Diagnosis of Lyme
Diagnosis can be challenging because…
- The early stage symptoms resemble the flu.
- The late stage resembles many other diseases.
- Many people never saw the tick and didn’t know they had a tick bite.
- Many people with Lyme disease have negative test results.
- Many doctors are unaware of the Lyme disease epidemic here and don’t consider the diagnosis.
- Many doctors are unaware that a person with a negative test can still have Lyme disease.
Tips for Testing
- Blood must be fresh for the most accurate results.

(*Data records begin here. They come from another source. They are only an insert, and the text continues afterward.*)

use super::config::FilterConfig;
use super::coordinator::{BranchRegisterRequest, BranchType, Coordinator};
use super::executor::{
    AfterImage, BeforeImage, DeleteExecutor, InsertExecutor, SelectForUpdateExecutor,
    UpdateExecutor,
};
use super::lock::build_lock_key;
use super::retry::{retry_on_lock_conflict, Clock, RetryPolicy, TokioClock};
use super::undo::{build_undo_item, SqlType, UndoLogItem, UndoLogStore};
use crate::error::{Error, Result};
use crate::proxy::{
    register_filter_factory, CommandType, Filter, FilterFactory, Interception, StatementContext,
};
use crate::sql::engine::{Backend, ExecResult};
use crate::sql::parser::ast::{
    DeleteStatement, InsertStatement, SelectStatement, Statement, TableHint, UpdateStatement,
};
use crate::sql::types::Value;

use async_trait::async_trait;
use std::sync::Arc;

/// The name the distributed transaction filter is registered under
pub const MYSQL_FILTER_NAME: &str = "MysqlDistributedTransaction";

/// The table hint carrying the global transaction id
pub const HINT_XID: &str = "xid";

/// Returns the global transaction id if the hints carry one. Statements
/// without it are not part of a distributed transaction.
pub fn has_xid_hint(hints: &[TableHint]) -> Option<&str> {
    hints
        .iter()
        .find(|hint| hint.name.eq_ignore_ascii_case(HINT_XID))
        .map(|hint| hint.data.as_str())
}

/// The statement kinds the filter tells apart
enum Dispatch<'a> {
    Delete(&'a DeleteStatement),
    Update(&'a UpdateStatement),
    Insert(&'a InsertStatement),
    SelectForUpdate(&'a SelectStatement),
    Other,
}

impl<'a> From<&'a Statement> for Dispatch<'a> {
    fn from(statement: &'a Statement) -> Self {
        match statement {
            Statement::Delete(stmt) => Dispatch::Delete(stmt),
            Statement::Update(stmt) => Dispatch::Update(stmt),
            Statement::Insert(stmt) => Dispatch::Insert(stmt),
            Statement::Select(stmt) if stmt.is_for_update() => Dispatch::SelectForUpdate(stmt),
            _ => Dispatch::Other,
        }
    }
}

/// Turns hinted DML into AT branch transactions: captures row images around
/// the statement, registers a branch holding the rows' global locks, and
/// writes the undo log next to the statement's own changes.
pub struct DistributedTransactionFilter {
    addressing: String,
    policy: RetryPolicy,
    coordinator: Arc<dyn Coordinator>,
    undo_log: Arc<dyn UndoLogStore>,
    clock: Arc<dyn Clock>,
}

impl DistributedTransactionFilter {
    pub fn new(
        config: FilterConfig,
        coordinator: Arc<dyn Coordinator>,
        undo_log: Arc<dyn UndoLogStore>,
    ) -> Self {
        Self {
            addressing: config.addressing,
            policy: RetryPolicy::new(config.lock_retry_interval, config.lock_retry_times),
            coordinator,
            undo_log,
            clock: Arc::new(TokioClock),
        }
    }

    /// Replaces the clock used to wait between lock conflict retries
    pub fn with_clock(mut self, clock: Arc<dyn Clock>) -> Self {
        self.clock = clock;
        self
    }

    async fn process_before_delete(
        ctx: &StatementContext,
        conn: &mut dyn Backend,
        stmt: &DeleteStatement,
        args: &[Value],
    ) -> Result<Interception> {
        if has_xid_hint(&stmt.hints).is_none() {
            return Ok(Interception::none());
        }
        let before_image = DeleteExecutor::new(conn, stmt, args).before_image(ctx).await?;
        Ok(Interception::with_before_image(before_image))
    }

    async fn process_before_update(
        ctx: &StatementContext,
        conn: &mut dyn Backend,
        stmt: &UpdateStatement,
        args: &[Value],
    ) -> Result<Interception> {
        if has_xid_hint(&stmt.hints).is_none() {
            return Ok(Interception::none());
        }
        let before_image = UpdateExecutor::new(conn, stmt, args).before_image(ctx).await?;
        Ok(Interception::with_before_image(before_image))
    }

    async fn process_after_delete(
        &self,
        ctx: &StatementContext,
        mut interception: Interception,
        conn: &mut dyn Backend,
        stmt: &DeleteStatement,
    ) -> Result<()> {
        let Some(xid) = has_xid_hint(&stmt.hints) else {
            return Ok(());
        };
        let before_image = interception
            .take_before_image()
            .ok_or_else(|| Error::MissingContextState("before image should not be nil".into()))?;
        let schema = ctx.schema()?;
        if before_image.is_empty() {
            log::debug!("delete on {} matched no rows, no branch registered", stmt.table);
            return Ok(());
        }

        let lock_key = build_lock_key(&before_image)?;
        log::debug!("delete, lockKey: {}", lock_key);
        let table = before_image.table_name.clone();
        let undo_log =
            build_undo_item(SqlType::Delete, schema, &table, &lock_key, Some(before_image), None);
        self.register_and_log(ctx, conn, xid, &lock_key, undo_log).await
    }

    async fn process_after_insert(
        &self,
        ctx: &StatementContext,
        conn: &mut dyn Backend,
        result: &ExecResult,
        stmt: &InsertStatement,
        args: &[Value],
    ) -> Result<()> {
        let Some(xid) = has_xid_hint(&stmt.hints) else {
            return Ok(());
        };
        let schema = ctx.schema()?;
        let after_image = InsertExecutor::new(conn, stmt, args).after_image(ctx, result).await?;

        let lock_key = build_lock_key(&after_image)?;
        log::debug!("insert, lockKey: {}", lock_key);
        let table = after_image.table_name.clone();
        let undo_log =
            build_undo_item(SqlType::Insert, schema, &table, &lock_key, None, Some(after_image));
        self.register_and_log(ctx, conn, xid, &lock_key, undo_log).await
    }

    async fn process_after_update(
        &self,
        ctx: &StatementContext,
        mut interception: Interception,
        conn: &mut dyn Backend,
        stmt: &UpdateStatement,
        args: &[Value],
    ) -> Result<()> {
        let Some(xid) = has_xid_hint(&stmt.hints) else {
            return Ok(());
        };
        let before_image = interception
            .take_before_image()
            .ok_or_else(|| Error::MissingContextState("before image should not be nil".into()))?;
        let schema = ctx.schema()?;
        if before_image.is_empty() {
            log::debug!("update on {} matched no rows, no branch registered", stmt.table);
            return Ok(());
        }
        let after_image =
            UpdateExecutor::new(conn, stmt, args).after_image(ctx, &before_image).await?;

        let lock_key = build_lock_key(&after_image)?;
        log::debug!("update, lockKey: {}", lock_key);
        let table = after_image.table_name.clone();
        let undo_log = build_undo_item(
            SqlType::Update,
            schema,
            &table,
            &lock_key,
            Some(before_image),
            Some(after_image),
        );
        self.register_and_log(ctx, conn, xid, &lock_key, undo_log).await
    }

    async fn process_select_for_update(
        &self,
        ctx: &StatementContext,
        conn: &mut dyn Backend,
        result: &ExecResult,
        stmt: &SelectStatement,
        args: &[Value],
    ) -> Result<()> {
        let Some(xid) = has_xid_hint(&stmt.hints) else {
            return Ok(());
        };
        SelectForUpdateExecutor::new(
            conn,
            stmt,
            args,
            xid,
            self.coordinator.as_ref(),
            self.clock.as_ref(),
            self.policy,
        )
        .execute(ctx, result)
        .await?;
        Ok(())
    }

    /// Registers the branch, then persists its undo log through the same
    /// connection so it commits with the statement.
    async fn register_and_log(
        &self,
        ctx: &StatementContext,
        conn: &mut dyn Backend,
        xid: &str,
        lock_key: &str,
        undo_log: UndoLogItem,
    ) -> Result<()> {
        let resource_id = conn.resource_id().to_string();
        let branch_id = self.register_branch_transaction(ctx, xid, &resource_id, lock_key).await?;
        log::debug!("{}, branch id: {}", undo_log.sql_type.to_string().to_lowercase(), branch_id);
        ctx.guard(self.undo_log.insert_undo_log_with_normal(conn, xid, branch_id, undo_log)).await
    }

    /// Registers an AT branch for the rows of `lock_key`, waiting and retrying
    /// while another global transaction holds them.
    pub async fn register_branch_transaction(
        &self,
        ctx: &StatementContext,
        xid: &str,
        resource_id: &str,
        lock_key: &str,
    ) -> Result<i64> {
        let coordinator = self.coordinator.as_ref();
        retry_on_lock_conflict(ctx, &self.policy, self.clock.as_ref(), || {
            let request = BranchRegisterRequest {
                addressing: self.addressing.clone(),
                xid: xid.to_string(),
                resource_id: resource_id.to_string(),
                lock_key: lock_key.to_string(),
                branch_type: BranchType::AT,
                application_data: None,
                is_async: true,
            };
            async move {
                coordinator.branch_register_local(request).await.map_err(|err| {
                    log::error!("branch register err: {}", err);
                    match err {
                        Error::LockConflict(_)
                        | Error::Registration(_)
                        | Error::Cancelled
                        | Error::DeadlineExceeded => err,
                        err => Error::Registration(err.to_string()),
                    }
                })
            }
        })
        .await
    }
}

#[async_trait]
impl Filter for DistributedTransactionFilter {
    fn name(&self) -> &'static str {
        MYSQL_FILTER_NAME
    }

    async fn pre_handle(
        &self,
        ctx: &StatementContext,
        conn: &mut dyn Backend,
    ) -> Result<Interception> {
        if ctx.command != CommandType::StmtExecute {
            return Ok(Interception::none());
        }
        let prepared = ctx.prepared()?;
        let args = &prepared.bind_vars;
        match Dispatch::from(&prepared.statement) {
            Dispatch::Delete(stmt) => Self::process_before_delete(ctx, conn, stmt, args).await,
            Dispatch::Update(stmt) => Self::process_before_update(ctx, conn, stmt, args).await,
            _ => Ok(Interception::none()),
        }
    }

    async fn post_handle(
        &self,
        ctx: &StatementContext,
        interception: Interception,
        result: &ExecResult,
        conn: &mut dyn Backend,
    ) -> Result<()> {
        if ctx.command != CommandType::StmtExecute {
            return Ok(());
        }
        let prepared = ctx.prepared()?;
        let args = &prepared.bind_vars;
        match Dispatch::from(&prepared.statement) {
            Dispatch::Delete(stmt) => {
                self.process_after_delete(ctx, interception, conn, stmt).await
            }
            Dispatch::Insert(stmt) => {
                self.process_after_insert(ctx, conn, result, stmt, args).await
            }
            Dispatch::Update(stmt) => {
                self.process_after_update(ctx, interception, conn, stmt, args).await
            }
            Dispatch::SelectForUpdate(stmt) => {
                self.process_select_for_update(ctx, conn, result, stmt, args).await
            }
            Dispatch::Other => Ok(()),
        }
    }
}

/// Builds distributed transaction filters from configuration, wired to a
/// coordinator and an undo log store.
pub struct DistributedTransactionFactory {
    coordinator: Arc<dyn Coordinator>,
    undo_log: Arc<dyn UndoLogStore>,
}

impl DistributedTransactionFactory {
    pub fn new(coordinator: Arc<dyn Coordinator>, undo_log: Arc<dyn UndoLogStore>) -> Self {
        Self {
            coordinator,
            undo_log,
        }
    }

    /// Registers the factory under `MYSQL_FILTER_NAME`
    pub fn register(self) -> Result<()> {
        register_filter_factory(MYSQL_FILTER_NAME, Arc::new(self))
    }
}

impl FilterFactory for DistributedTransactionFactory {
    fn new_filter(&self, config: &config::Config) -> Result<Arc<dyn Filter>> {
        let config = FilterConfig::from_config(config)?;
        Ok(Arc::new(DistributedTransactionFilter::new(
            config,
            self.coordinator.clone(),
            self.undo_log.clone(),
        )))
    }
}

- When blood is being sent out-of-state, it should be drawn Monday, Tuesday, or Wednesday, and sent overnight by Federal Express.
- The CDC says Lyme disease is a clinical diagnosis, but testing can be used to confirm a diagnosis.
- The CDC doesn’t recommend testing in the early stage, because treatment needs to begin immediately, and it can take 4-6 weeks for antibodies to develop.
- The CDC recommends the ELISA, followed by a Western blot if the ELISA is positive.
- These are antibody tests. Lyme disease suppresses the immune system, so many patients never test positive.
- Studies reveal that the ELISA is only 45% accurate.
- Most Lyme disease specialists don’t use the ELISA. It’s no better than flipping a coin.
- Igenex Laboratories in California has the best Western blot test for Lyme, but even it can miss some cases.
- Another good test is the CD-57 test. It can detect Lyme disease and monitor treatment progress.